Durante este Año Ignaciano, publicamos una serie de homilías que el P. General Kolvenbach pronunció en las fiestas de San Ignacio. En esta homilía, el P. Kolvenbach habla de San Ignacio y la muerte.
Iglesia de Jesús, Roma, 31 de julio de 1992
Hermanos y hermanas: Antes de meditar brevemente en la palabra de Dios que hemos escuchado, quisiera daros las gracias a todos por haber venido esta tarde a celebrar a San Ignacio.
Dos veces nos habla sobre la muerte el Evangelio de esta fiesta. El Señor integra su muerte en cruz en la misión por la vida del mundo y el mismo Señor saca su consecuencia práctica para todos nosotros: ¿qué aprovecha ganarlo todo si el hombre se pierde para siempre, si muere para siempre? Una tradición constante refiere que Ignacio solía repetir con frecuencia estas palabras del Evangelio a su compañero de estudios Francisco Javier. Y fueron su conversión. No mediante una meditación desesperada o morbosa sobre la muerte, sino por medio de la luz de vida que estas palabras del Evangelio llevan a descubrir.

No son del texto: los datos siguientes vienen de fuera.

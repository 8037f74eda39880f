//! Main ProgressCoordinator implementation

use std::time::Instant;

use tracing::{debug, info, warn};
use uuid::Uuid;

use super::config::CoordinatorConfig;
use super::messages::{ClientFrame, CoordinatorMetrics, ProgressPacket};
use super::throttle::Throttle;
use crate::display::{NameResolver, NoNames, ProgressDisplay};
use crate::domain::{FilterId, ObjectKey, ProcessRole, Rank, RoleClassifier, Topology};
use crate::error::ProgressError;
use crate::progress::{ObjectRegistry, ProgressLedger};
use crate::transport::{Messenger, PendingRequest, Source};

/// Collects progress from the stages of one process, merges it with what the
/// other ranks report, and forwards a single consolidated value
///
/// All work happens inline in the calls made by the pipeline executor. Every
/// transport call is a non-blocking start or test, and at most one send and
/// one receive are outstanding at any time.
pub struct ProgressCoordinator<M: Messenger, D: ProgressDisplay> {
    config: CoordinatorConfig,
    classifier: RoleClassifier,
    registry: ObjectRegistry,
    ledger: ProgressLedger,
    throttle: Throttle,
    messenger: M,
    display: D,
    names: Box<dyn NameResolver + Send>,
    pending_send: PendingRequest<M::SendRequest>,
    pending_recv: PendingRequest<M::RecvRequest>,
    /// True between `prepare_progress` and `cleanup_pending_progress`
    receiving: bool,
    update_id: Option<Uuid>,
    metrics: CoordinatorMetrics,
}

impl<M: Messenger, D: ProgressDisplay> ProgressCoordinator<M, D> {
    /// Create a coordinator for a process with the given topology
    pub fn new(config: CoordinatorConfig, topology: Topology, messenger: M, display: D) -> Self {
        debug!(?config, ?topology, "ProgressCoordinator::new: called");
        if messenger.rank() != topology.local_rank {
            warn!(
                topology_rank = %topology.local_rank,
                transport_rank = %messenger.rank(),
                "Topology rank disagrees with transport rank, reporting as transport rank"
            );
        }
        Self {
            throttle: Throttle::new(config.minimum_interval()),
            ledger: ProgressLedger::with_ranks(topology.num_processes),
            classifier: RoleClassifier::new(topology),
            registry: ObjectRegistry::new(),
            config,
            messenger,
            display,
            names: Box::new(NoNames),
            pending_send: PendingRequest::new(),
            pending_recv: PendingRequest::new(),
            receiving: false,
            update_id: None,
            metrics: CoordinatorMetrics::default(),
        }
    }

    /// Use `names` to label filters on the display
    pub fn with_names(mut self, names: impl NameResolver + Send + 'static) -> Self {
        self.names = Box::new(names);
        self
    }

    /// Associate a stage with the id it reports under
    pub fn register_progress_event(&mut self, key: ObjectKey, id: FilterId) {
        self.registry.register(key, id);
    }

    /// Open an update window
    ///
    /// Clears the ledger and, on root roles, makes sure a receive is posted
    /// for satellite reports.
    pub fn prepare_progress(&mut self) -> Result<(), ProgressError> {
        let role = self.classifier.role()?;
        self.ledger.reset();
        self.receiving = true;

        let update_id = Uuid::now_v7();
        self.update_id = Some(update_id);
        self.metrics.windows_opened += 1;
        info!(%update_id, %role, "Update window opened");

        if role.is_root() {
            self.post_receive();
        }
        Ok(())
    }

    /// Handle one progress tick from a stage
    ///
    /// Reports about unknown stages and reports arriving outside a window are
    /// dropped; the only error is a topology that has no role.
    pub fn invoke_progress_event(
        &mut self,
        key: ObjectKey,
        percent: u8,
        name_override: Option<&str>,
    ) -> Result<(), ProgressError> {
        let role = self.classifier.role()?;
        self.metrics.events_seen += 1;

        if !role.forwards_directly() && !self.receiving {
            debug!(%role, %percent, "ProgressCoordinator::invoke_progress_event: outside update window, dropping");
            self.metrics.dropped_outside_window += 1;
            return Ok(());
        }

        match role {
            ProcessRole::Standalone | ProcessRole::ClientConnectedToServer => {
                let name = self.resolve_name(self.registry.lookup(key), name_override);
                self.show(&name, percent);
            }
            ProcessRole::SatelliteMpi => self.report_to_root(key, percent),
            ProcessRole::StandaloneMpiRoot | ProcessRole::ServerRootSingleProcess | ProcessRole::ServerRootMpi => {
                let local = self.registry.lookup(key);
                let rank = self.rank();
                match local {
                    Some(id) => self.ledger.record_local(id, rank, percent),
                    None => {
                        debug!(key = key.raw(), "ProgressCoordinator::invoke_progress_event: unregistered stage");
                        self.metrics.unknown_sources += 1;
                    }
                }
                self.drain();
                self.forward(role, local.zip(name_override));
            }
        }
        Ok(())
    }

    /// Close the update window
    ///
    /// Root roles drain and forward one last time. Calling this with no open
    /// window is a lifecycle error.
    pub fn cleanup_pending_progress(&mut self) -> Result<(), ProgressError> {
        if !self.receiving {
            warn!("CleanupPendingProgress called with no open update window");
            return Err(ProgressError::WindowNotOpen);
        }

        let role = self.classifier.role()?;
        if role.is_root() {
            self.drain();
            self.forward(role, None);
        }

        self.receiving = false;
        info!(update_id = ?self.update_id, %role, "Update window closed");
        self.update_id = None;
        Ok(())
    }

    /// Cancel any outstanding send or receive
    pub fn shutdown(&mut self) {
        let sends = u64::from(self.pending_send.cancel());
        let receives = u64::from(self.pending_recv.cancel());
        if sends > 0 {
            self.throttle.mark_completed();
        }
        if sends + receives > 0 {
            debug!(sends, receives, "ProgressCoordinator::shutdown: cancelled outstanding requests");
            self.metrics.requests_cancelled += sends + receives;
        }
    }

    /// The role, once classified
    pub fn role(&self) -> Option<ProcessRole> {
        self.classifier.cached()
    }

    pub fn topology(&self) -> &Topology {
        self.classifier.topology()
    }

    pub fn is_receiving(&self) -> bool {
        self.receiving
    }

    pub fn update_id(&self) -> Option<Uuid> {
        self.update_id
    }

    pub fn metrics(&self) -> &CoordinatorMetrics {
        &self.metrics
    }

    pub fn ledger(&self) -> &ProgressLedger {
        &self.ledger
    }

    pub fn registry(&self) -> &ObjectRegistry {
        &self.registry
    }

    pub fn display(&self) -> &D {
        &self.display
    }

    pub fn display_mut(&mut self) -> &mut D {
        &mut self.display
    }

    pub fn has_pending_send(&self) -> bool {
        self.pending_send.is_pending()
    }

    pub fn has_pending_receive(&self) -> bool {
        self.pending_recv.is_pending()
    }

    /// Identity on the fabric; packets and ledger slots use this rank
    fn rank(&self) -> Rank {
        self.messenger.rank()
    }

    /// Satellite path: at most one packet in flight, at most one per interval
    fn report_to_root(&mut self, key: ObjectKey, percent: u8) {
        if self.pending_send.poll().is_some() {
            self.throttle.mark_completed();
        }

        let now = Instant::now();
        if !self.throttle.should_send(now, percent) {
            self.metrics.throttled += 1;
            return;
        }

        let Some(id) = self.registry.lookup(key) else {
            debug!(key = key.raw(), "ProgressCoordinator::report_to_root: unregistered stage");
            self.metrics.unknown_sources += 1;
            return;
        };

        let packet = ProgressPacket::pack(self.rank(), id, percent);
        let tag = self.config.progress_tag;
        match self
            .pending_send
            .try_issue(|| self.messenger.send_nonblocking(packet, Rank::ROOT, tag))
        {
            Ok(true) => {
                debug!(?packet, "ProgressCoordinator::report_to_root: packet sent");
                self.throttle.mark_sent(now);
                self.metrics.packets_sent += 1;
            }
            Ok(false) => self.metrics.throttled += 1,
            Err(e) => {
                warn!(error = %e, "Failed to send progress to root");
                self.metrics.transport_errors += 1;
            }
        }
    }

    /// Keep one receive outstanding; false if none could be posted
    fn post_receive(&mut self) -> bool {
        let tag = self.config.progress_tag;
        match self
            .pending_recv
            .try_issue(|| self.messenger.receive_nonblocking(Source::Any, tag))
        {
            Ok(_) => true,
            Err(e) => {
                warn!(error = %e, "Failed to post progress receive");
                self.metrics.transport_errors += 1;
                false
            }
        }
    }

    /// Absorb every completed satellite report, reposting after each
    fn drain(&mut self) {
        let num_processes = self.classifier.topology().num_processes;
        while self.post_receive() {
            let Some(packet) = self.pending_recv.poll() else {
                break;
            };
            self.metrics.packets_drained += 1;

            match packet.validate(num_processes) {
                Some((rank, id, percent)) if self.registry.knows(id) => {
                    self.ledger.record_local(id, rank, percent);
                }
                _ => {
                    debug!(?packet, "ProgressCoordinator::drain: discarding report for unknown source");
                    self.metrics.unknown_sources += 1;
                }
            }
        }
    }

    /// Send the least-advanced (filter, rank) to the client or the display
    fn forward(&mut self, role: ProcessRole, local: Option<(FilterId, &str)>) {
        let Some((winner, percent)) = self.ledger.min_progress() else {
            debug!("ProgressCoordinator::forward: no data this tick");
            return;
        };

        let name = match local {
            Some((id, name)) if id == winner => name.to_string(),
            _ => self.resolve_name(Some(winner), None),
        };

        if role == ProcessRole::ServerRootMpi {
            let frame = ClientFrame::new(name, percent).encode();
            match self
                .messenger
                .socket_send(&frame, self.config.client_channel, self.config.client_tag)
            {
                Ok(()) => self.metrics.client_frames_sent += 1,
                Err(e) => {
                    warn!(error = %e, "Failed to forward progress to client");
                    self.metrics.transport_errors += 1;
                }
            }
        } else {
            self.show(&name, percent);
        }
    }

    fn show(&mut self, name: &str, percent: u8) {
        self.display.set_local_progress(name, percent);
        self.metrics.display_updates += 1;
    }

    fn resolve_name(&self, id: Option<FilterId>, name_override: Option<&str>) -> String {
        if let Some(name) = name_override {
            return name.to_string();
        }
        match id {
            Some(id) => self
                .names
                .display_name(id)
                .unwrap_or_else(|| format!("filter-{}", id)),
            None => "pipeline".to_string(),
        }
    }
}

impl<M: Messenger, D: ProgressDisplay> Drop for ProgressCoordinator<M, D> {
    fn drop(&mut self) {
        self.shutdown();
    }
}
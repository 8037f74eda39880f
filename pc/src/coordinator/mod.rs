//! Progress coordinator
//!
//! The coordinator sits between the pipeline executor and the display. Each
//! process runs one; the process role decides whether ticks go straight to the
//! display, get throttled and sent to rank 0, or get merged with satellite
//! reports and forwarded as a single minimum.

mod config;
mod core;
mod messages;
mod throttle;

pub use config::CoordinatorConfig;
pub use core::ProgressCoordinator;
pub use messages::{ClientFrame, CoordinatorMetrics, FrameError, ProgressPacket};
pub use throttle::Throttle;
//! Per-filter, per-rank table of last-known percentages

use std::collections::BTreeMap;

use tracing::debug;

use crate::domain::{FilterId, Rank};

/// Marks a slot that has not reported in the current window
pub const STALE_PERCENT: u8 = 200;

/// Highest valid percentage
pub const MAX_PERCENT: u8 = 100;

/// Last-known progress of every `(filter, rank)` pair
///
/// Rows grow to fit the highest rank seen, or start at the process count when
/// one was given. Filters iterate in id order, so ties in `min_progress` go to
/// the lowest `FilterId`.
#[derive(Debug, Clone, Default)]
pub struct ProgressLedger {
    rows: BTreeMap<FilterId, Vec<u8>>,
    ranks: usize,
}

impl ProgressLedger {
    pub fn new() -> Self {
        Self::default()
    }

    /// Ledger whose rows are pre-sized for `num_processes` ranks
    pub fn with_ranks(num_processes: usize) -> Self {
        debug!(%num_processes, "ProgressLedger::with_ranks: called");
        Self {
            rows: BTreeMap::new(),
            ranks: num_processes,
        }
    }

    /// Mark every tracked slot stale
    pub fn reset(&mut self) {
        debug!(filters = self.rows.len(), "ProgressLedger::reset: called");
        for row in self.rows.values_mut() {
            row.fill(STALE_PERCENT);
        }
    }

    /// Store `percent` for `filter` at `rank`, overwriting any earlier value
    ///
    /// Values above 100 are clamped so a report can never collide with the
    /// stale marker.
    pub fn record_local(&mut self, filter: FilterId, rank: Rank, percent: u8) {
        let percent = percent.min(MAX_PERCENT);
        debug!(%filter, %rank, %percent, "ProgressLedger::record_local: called");

        let row = self.rows.entry(filter).or_default();
        let needed = self.ranks.max(rank.index() + 1);
        if row.len() < needed {
            row.resize(needed, STALE_PERCENT);
        }
        row[rank.index()] = percent;
    }

    /// Lowest non-stale value and the filter that owns it, or `None` if
    /// nothing reported since the last reset
    pub fn min_progress(&self) -> Option<(FilterId, u8)> {
        let mut best: Option<(FilterId, u8)> = None;
        for (&filter, row) in &self.rows {
            for &percent in row.iter().filter(|&&p| p != STALE_PERCENT) {
                match best {
                    Some((_, current)) if current <= percent => {}
                    _ => best = Some((filter, percent)),
                }
            }
        }
        best
    }

    /// Current value for one slot, if it reported this window
    pub fn get(&self, filter: FilterId, rank: Rank) -> Option<u8> {
        self.rows
            .get(&filter)
            .and_then(|row| row.get(rank.index()))
            .copied()
            .filter(|&p| p != STALE_PERCENT)
    }

    pub fn filter_count(&self) -> usize {
        self.rows.len()
    }
}

#[cfg(test)]
mod tests {
    use super::*;
    use proptest::prelude::*;

    #[test]
    fn test_empty_ledger_has_no_data() {
        assert_eq!(ProgressLedger::new().min_progress(), None);
    }

    #[test]
    fn test_reset_then_min_is_no_data() {
        let mut ledger = ProgressLedger::with_ranks(4);
        ledger.record_local(FilterId(1), Rank(0), 30);
        ledger.record_local(FilterId(2), Rank(3), 80);

        ledger.reset();

        assert_eq!(ledger.min_progress(), None);
        assert_eq!(ledger.filter_count(), 2);
        assert_eq!(ledger.get(FilterId(1), Rank(0)), None);
    }

    #[test]
    fn test_min_across_ranks_and_filters() {
        let mut ledger = ProgressLedger::with_ranks(4);
        ledger.record_local(FilterId(5), Rank(1), 10);
        ledger.record_local(FilterId(5), Rank(2), 40);
        ledger.record_local(FilterId(5), Rank(3), 70);
        ledger.record_local(FilterId(5), Rank(0), 20);
        ledger.record_local(FilterId(6), Rank(0), 15);

        assert_eq!(ledger.min_progress(), Some((FilterId(5), 10)));
    }

    #[test]
    fn test_row_grows_to_fit_rank() {
        let mut ledger = ProgressLedger::new();
        ledger.record_local(FilterId(1), Rank(6), 50);

        assert_eq!(ledger.get(FilterId(1), Rank(6)), Some(50));
        assert_eq!(ledger.get(FilterId(1), Rank(2)), None);
        assert_eq!(ledger.min_progress(), Some((FilterId(1), 50)));
    }

    #[test]
    fn test_later_value_overwrites() {
        let mut ledger = ProgressLedger::new();
        ledger.record_local(FilterId(1), Rank(0), 10);
        ledger.record_local(FilterId(1), Rank(0), 90);

        assert_eq!(ledger.min_progress(), Some((FilterId(1), 90)));
    }

    #[test]
    fn test_out_of_range_percent_is_clamped() {
        let mut ledger = ProgressLedger::new();
        ledger.record_local(FilterId(1), Rank(0), STALE_PERCENT);

        assert_eq!(ledger.get(FilterId(1), Rank(0)), Some(MAX_PERCENT));
    }

    #[test]
    fn test_tie_goes_to_lowest_filter() {
        let mut ledger = ProgressLedger::new();
        ledger.record_local(FilterId(9), Rank(0), 25);
        ledger.record_local(FilterId(2), Rank(1), 25);

        assert_eq!(ledger.min_progress(), Some((FilterId(2), 25)));
    }

    fn records() -> impl Strategy<Value = Vec<(i32, usize, u8)>> {
        prop::collection::vec((0i32..6, 0usize..5, 0u8..=100), 1..24)
    }

    proptest! {
        #[test]
        fn prop_min_is_order_independent(records in records(), seed in any::<u64>()) {
            // Only the last write per slot matters, so dedupe before permuting.
            let mut last = std::collections::BTreeMap::new();
            for &(f, r, p) in &records {
                last.insert((f, r), p);
            }
            let table: Vec<_> = last.into_iter().map(|((f, r), p)| (f, r, p)).collect();

            let mut forward = ProgressLedger::with_ranks(5);
            for &(f, r, p) in &table {
                forward.record_local(FilterId(f), Rank(r), p);
            }

            let mut shuffled = table.clone();
            let len = shuffled.len();
            for i in 0..len {
                let j = (seed as usize).wrapping_mul(i + 7) % len;
                shuffled.swap(i, j);
            }
            let mut permuted = ProgressLedger::with_ranks(5);
            for &(f, r, p) in &shuffled {
                permuted.record_local(FilterId(f), Rank(r), p);
            }

            prop_assert_eq!(forward.min_progress(), permuted.min_progress());
        }

        #[test]
        fn prop_unique_minimum_is_returned(records in records(), low in 0u8..100) {
            let mut ledger = ProgressLedger::new();
            for &(f, r, p) in &records {
                ledger.record_local(FilterId(f), Rank(r), p.max(low + 1));
            }
            ledger.record_local(FilterId(99), Rank(2), low);

            prop_assert_eq!(ledger.min_progress(), Some((FilterId(99), low)));
        }
    }
}
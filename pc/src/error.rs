//! Error types for the progress coordinator

use thiserror::Error;

use crate::transport::TransportError;

/// Errors surfaced by the coordinator
///
/// Only misconfiguration and lifecycle misuse reach the caller. Reports about
/// unknown stages and empty ledgers are handled locally and never appear here.
#[derive(Debug, Error)]
pub enum ProgressError {
    #[error(
        "No process role matches topology (client={is_client}, server={is_server}, rank={local_rank}, processes={num_processes})"
    )]
    UnreachableRole {
        is_client: bool,
        is_server: bool,
        local_rank: usize,
        num_processes: usize,
    },

    #[error("CleanupPendingProgress called without an open update window")]
    WindowNotOpen,

    #[error("Transport error: {0}")]
    Transport(#[from] TransportError),
}

impl ProgressError {
    /// Fatal errors mean the topology or the lifecycle is broken
    pub fn is_fatal(&self) -> bool {
        match self {
            ProgressError::UnreachableRole { .. } => true,
            ProgressError::WindowNotOpen => true,
            ProgressError::Transport(_) => false,
        }
    }
}
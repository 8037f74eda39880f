//! Wire shapes exchanged by coordinators, and coordinator metrics

use serde::{Deserialize, Serialize};
use thiserror::Error;

use crate::domain::{FilterId, Rank};
use crate::progress::MAX_PERCENT;

/// Satellite-to-root report: three integers `[origin_rank, filter_id, percent]`
#[derive(Debug, Clone, Copy, PartialEq, Eq)]
pub struct ProgressPacket {
    buffer: [i32; 3],
}

impl ProgressPacket {
    pub fn new(origin: i32, filter: i32, percent: i32) -> Self {
        Self {
            buffer: [origin, filter, percent],
        }
    }

    /// Pack a local report for sending; percent is clamped to 100 the same
    /// way the ledger clamps local values
    pub fn pack(origin: Rank, filter: FilterId, percent: u8) -> Self {
        let origin = i32::try_from(origin.index()).unwrap_or(i32::MAX);
        Self::new(origin, filter.0, i32::from(percent.min(MAX_PERCENT)))
    }

    pub fn from_buffer(buffer: [i32; 3]) -> Self {
        Self { buffer }
    }

    pub fn as_buffer(&self) -> [i32; 3] {
        self.buffer
    }

    pub fn origin(&self) -> i32 {
        self.buffer[0]
    }

    pub fn filter(&self) -> FilterId {
        FilterId(self.buffer[1])
    }

    pub fn percent(&self) -> i32 {
        self.buffer[2]
    }

    /// Decode into typed values if the origin is a rank of a group of
    /// `num_processes` and the percentage is in range
    pub fn validate(&self, num_processes: usize) -> Option<(Rank, FilterId, u8)> {
        let origin = usize::try_from(self.origin()).ok().filter(|&r| r < num_processes)?;
        let percent = u8::try_from(self.percent()).ok().filter(|&p| p <= MAX_PERCENT)?;
        Some((Rank(origin), self.filter(), percent))
    }
}

/// Errors decoding a client frame
#[derive(Debug, Error, PartialEq, Eq)]
pub enum FrameError {
    #[error("Frame is empty")]
    Empty,

    #[error("Frame percent {0} is out of range")]
    PercentOutOfRange(u8),

    #[error("Frame name is not NUL-terminated")]
    Unterminated,
}

/// Root-to-client update: one percent byte, then a NUL-terminated name
#[derive(Debug, Clone, PartialEq, Eq)]
pub struct ClientFrame {
    pub percent: u8,
    pub name: String,
}

impl ClientFrame {
    pub fn new(name: impl Into<String>, percent: u8) -> Self {
        Self {
            percent,
            name: name.into(),
        }
    }

    /// Encode; a NUL inside the name ends it early
    pub fn encode(&self) -> Vec<u8> {
        let name = self.name.split('\0').next().unwrap_or_default();
        let mut bytes = Vec::with_capacity(name.len() + 2);
        bytes.push(self.percent.min(MAX_PERCENT));
        bytes.extend_from_slice(name.as_bytes());
        bytes.push(0);
        bytes
    }

    pub fn decode(bytes: &[u8]) -> Result<Self, FrameError> {
        let (&percent, rest) = bytes.split_first().ok_or(FrameError::Empty)?;
        if percent > MAX_PERCENT {
            return Err(FrameError::PercentOutOfRange(percent));
        }
        let end = rest.iter().position(|&b| b == 0).ok_or(FrameError::Unterminated)?;
        Ok(Self {
            percent,
            name: String::from_utf8_lossy(&rest[..end]).into_owned(),
        })
    }
}

/// Counters describing what a coordinator did with the reports it saw
#[derive(Debug, Clone, Default, PartialEq, Eq, Serialize, Deserialize)]
pub struct CoordinatorMetrics {
    pub windows_opened: u64,
    pub events_seen: u64,
    pub dropped_outside_window: u64,
    pub throttled: u64,
    pub packets_sent: u64,
    pub packets_drained: u64,
    pub unknown_sources: u64,
    pub display_updates: u64,
    pub client_frames_sent: u64,
    pub transport_errors: u64,
    pub requests_cancelled: u64,
}
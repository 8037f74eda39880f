//! CLI command definitions and subcommands

use clap::{Parser, Subcommand};
use std::path::PathBuf;
use tracing::debug;

/// progresscoord - distributed progress coordinator
#[derive(Parser)]
#[command(
    name = "pc",
    about = "Distributed progress-reporting coordinator",
    version = env!("CARGO_PKG_VERSION"),
    after_help = "Logs are written to: ~/.local/share/progresscoord/logs/progresscoord.log"
)]
pub struct Cli {
    /// Path to config file
    #[arg(short, long, global = true, help = "Path to config file")]
    pub config: Option<PathBuf>,

    /// Enable verbose output
    #[arg(short, long, global = true, help = "Enable verbose output")]
    pub verbose: bool,

    /// Subcommand to execute
    #[command(subcommand)]
    pub command: Option<Command>,
}

/// CLI subcommands
#[derive(Subcommand)]
pub enum Command {
    /// Print the process role for a topology
    Classify {
        /// Process is the interactive client
        #[arg(long)]
        client: bool,

        /// Process is part of a server
        #[arg(long)]
        server: bool,

        /// Rank of this process
        #[arg(short, long)]
        rank: Option<usize>,

        /// Number of processes in the group
        #[arg(short = 'n', long)]
        processes: Option<usize>,

        /// Output format
        #[arg(short, long, default_value = "text")]
        format: OutputFormat,
    },

    /// Run a simulated distributed update
    Simulate {
        /// Number of satellite ranks
        #[arg(short, long)]
        satellites: Option<usize>,

        /// Progress ticks per stage
        #[arg(long)]
        steps: Option<u32>,

        /// Mean delay between ticks in milliseconds
        #[arg(long)]
        tick_ms: Option<u64>,

        /// Minimum spacing between satellite sends in milliseconds
        #[arg(long)]
        interval_ms: Option<u64>,

        /// Put a client in front of the root
        #[arg(long)]
        client: bool,

        /// Don't draw the progress bar
        #[arg(short, long)]
        quiet: bool,

        /// Output format for the summary
        #[arg(short, long, default_value = "text")]
        format: OutputFormat,
    },

    /// Print the effective configuration
    Config,
}

/// Get the log file path
pub fn get_log_path() -> PathBuf {
    let path = dirs::data_local_dir()
        .unwrap_or_else(|| PathBuf::from("."))
        .join("progresscoord")
        .join("logs")
        .join("progresscoord.log");
    debug!(?path, "get_log_path: returning path");
    path
}

/// Output format for command summaries
#[derive(Clone, Copy, Debug, Default, PartialEq, Eq)]
pub enum OutputFormat {
    #[default]
    Text,
    Json,
}

impl std::str::FromStr for OutputFormat {
    type Err = String;

    fn from_str(s: &str) -> Result<Self, Self::Err> {
        debug!(%s, "OutputFormat::from_str: called");
        match s.to_lowercase().as_str() {
            "text" | "plain" => Ok(Self::Text),
            "json" => Ok(Self::Json),
            _ => {
                debug!(%s, "OutputFormat::from_str: unknown format");
                Err(format!("Unknown format: {}. Use: text or json", s))
            }
        }
    }
}
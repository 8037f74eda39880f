//! Progress bookkeeping for one update window
//!
//! The `ObjectRegistry` turns an in-process stage into a `FilterId` that every
//! rank agrees on, and the `ProgressLedger` keeps the last value each rank
//! reported for each filter. Neither keeps history across windows.

mod ledger;
mod registry;

pub use ledger::{MAX_PERCENT, ProgressLedger, STALE_PERCENT};
pub use registry::ObjectRegistry;
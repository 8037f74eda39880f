//! Send gate for satellite reports

use std::time::{Duration, Instant};

use tracing::debug;

/// Limits a satellite to one in-flight report and one report per interval
///
/// A satellite that has never sent is not held back by the interval; only the
/// zero-percent rule and the in-flight rule apply to its first report.
#[derive(Debug, Clone)]
pub struct Throttle {
    interval: Duration,
    last_sent: Option<Instant>,
    pending: bool,
}

impl Throttle {
    pub fn new(interval: Duration) -> Self {
        debug!(?interval, "Throttle::new: called");
        Self {
            interval,
            last_sent: None,
            pending: false,
        }
    }

    /// Whether a report of `percent` may go out at `now`
    pub fn should_send(&self, now: Instant, percent: u8) -> bool {
        if percent == 0 || self.pending {
            return false;
        }
        match self.last_sent {
            Some(last) => now.saturating_duration_since(last) > self.interval,
            None => true,
        }
    }

    /// Record an accepted send at `now`; it stays pending until completed
    pub fn mark_sent(&mut self, now: Instant) {
        debug!("Throttle::mark_sent: called");
        self.last_sent = Some(now);
        self.pending = true;
    }

    /// The outstanding send finished
    pub fn mark_completed(&mut self) {
        debug!("Throttle::mark_completed: called");
        self.pending = false;
    }

    pub fn is_pending(&self) -> bool {
        self.pending
    }

    pub fn interval(&self) -> Duration {
        self.interval
    }
}
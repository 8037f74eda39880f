//! Domain types shared by every layer of the coordinator

mod id;
mod role;

pub use id::{FilterId, ObjectKey, Rank};
pub use role::{ProcessRole, RoleClassifier, Topology, classify};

Al conmemorar esta tarde la muerte de San Ignacio junto a su tumba, el Evangelio nos impulsa a profundizar en la experiencia de la muerte según la espiritualidad ignaciana. Era ésta una dimensión habitual de la vida de Ignacio. Ya en Loyola, mientras los médicos trataban de curar la herida recibida en Pamplona, a Ignacio lo daban por muerto. A continuación, en Manresa llevaba una vida tan austera e imposible que con frecuencia le conducía a los umbrales de la muerte. Y, en fin, en su largo peregrinar, Ignacio estuvo muchas veces a punto de morir a causa de tempestades o de graves enfermedades.
Pero todas estas experiencias no hacían de Ignacio un hombre triste, pesimista, como obsesionado por el pensamiento de que, en el fondo, el hombre está aquí solamente para morir, ni tampoco por una muerte que en cualquier caso tiene la última palabra en todas las cosas humanas. Sabía bien que era mortal y, como todos, tenía miedo a la enfermedad y deseaba una larga vida con buena salud para el mayor servicio de Dios. Es que Ignacio integra la repugnancia y la realidad de la muerte en la gracia de existir para la vida y para una vida sempiterna en Aquel que es el Viviente. Para Ignacio, la muerte era una compañera de la vida que en lugar de oscurecerla con tinieblas angustiosas, la ilumina con la luz gozosa de la gracia. La muerte nos hace sentir que la vida es gracia, que es un don amoroso de Dios. El Señor me ha dado vida hasta ahora, exclama rebosando gratitud en los Ejercicios Espirituales (71). De esta manera la muerte interroga, interpela la vida: ¿se la ve de verdad todos los días y en todo como respuesta de amor al don de amor que es la vida? De aquí la invitación de Ignacio a tomar las decisiones a la luz de la muerte (cf. Ej. Esp., 186,340), no porque la muerte sea una ruptura absurda que hace vanas muchas cosas, sino porque la muerte ilumina el momento presente con la verdad gozosa y exigente del Señor resucitado.
En esta perspectiva pascual Ignacio no temía concretar en la mortificación esta feliz presencia de la muerte, significando el rechazo de todo cuando destruye o aminora la vida verdadera en la persona humana, el encuentro vivificante con el Creador de la vida y Salvador de la vida. Ignacio no despreciaba a la criatura porque fuese mortal; por el contrario, la verdad de la muerte purifica su amor a la obra del Creador, descartando de este amor el apego que impide el amor al Dios viviente en todas las criaturas y el amor de todas las criaturas en Dios, fuente de su vida. Por medio de este amor mortificado, por medio de este amor vivido a la luz gozosa de la muerte, creemos que 10 perdemos todo, pero en verdad ganamos la vida en su verdad y plenitud. Es éste el significado del Evangelio de esta fiesta, es el significado de la experiencia de la muerte en Ignacio.
En esta Eucaristía, una vez más comulgamos con la muerte del Señor tomando el pan partido y la sangre derramada, para vivir por siempre en el que ya ahora es nuestra resurrección y vida.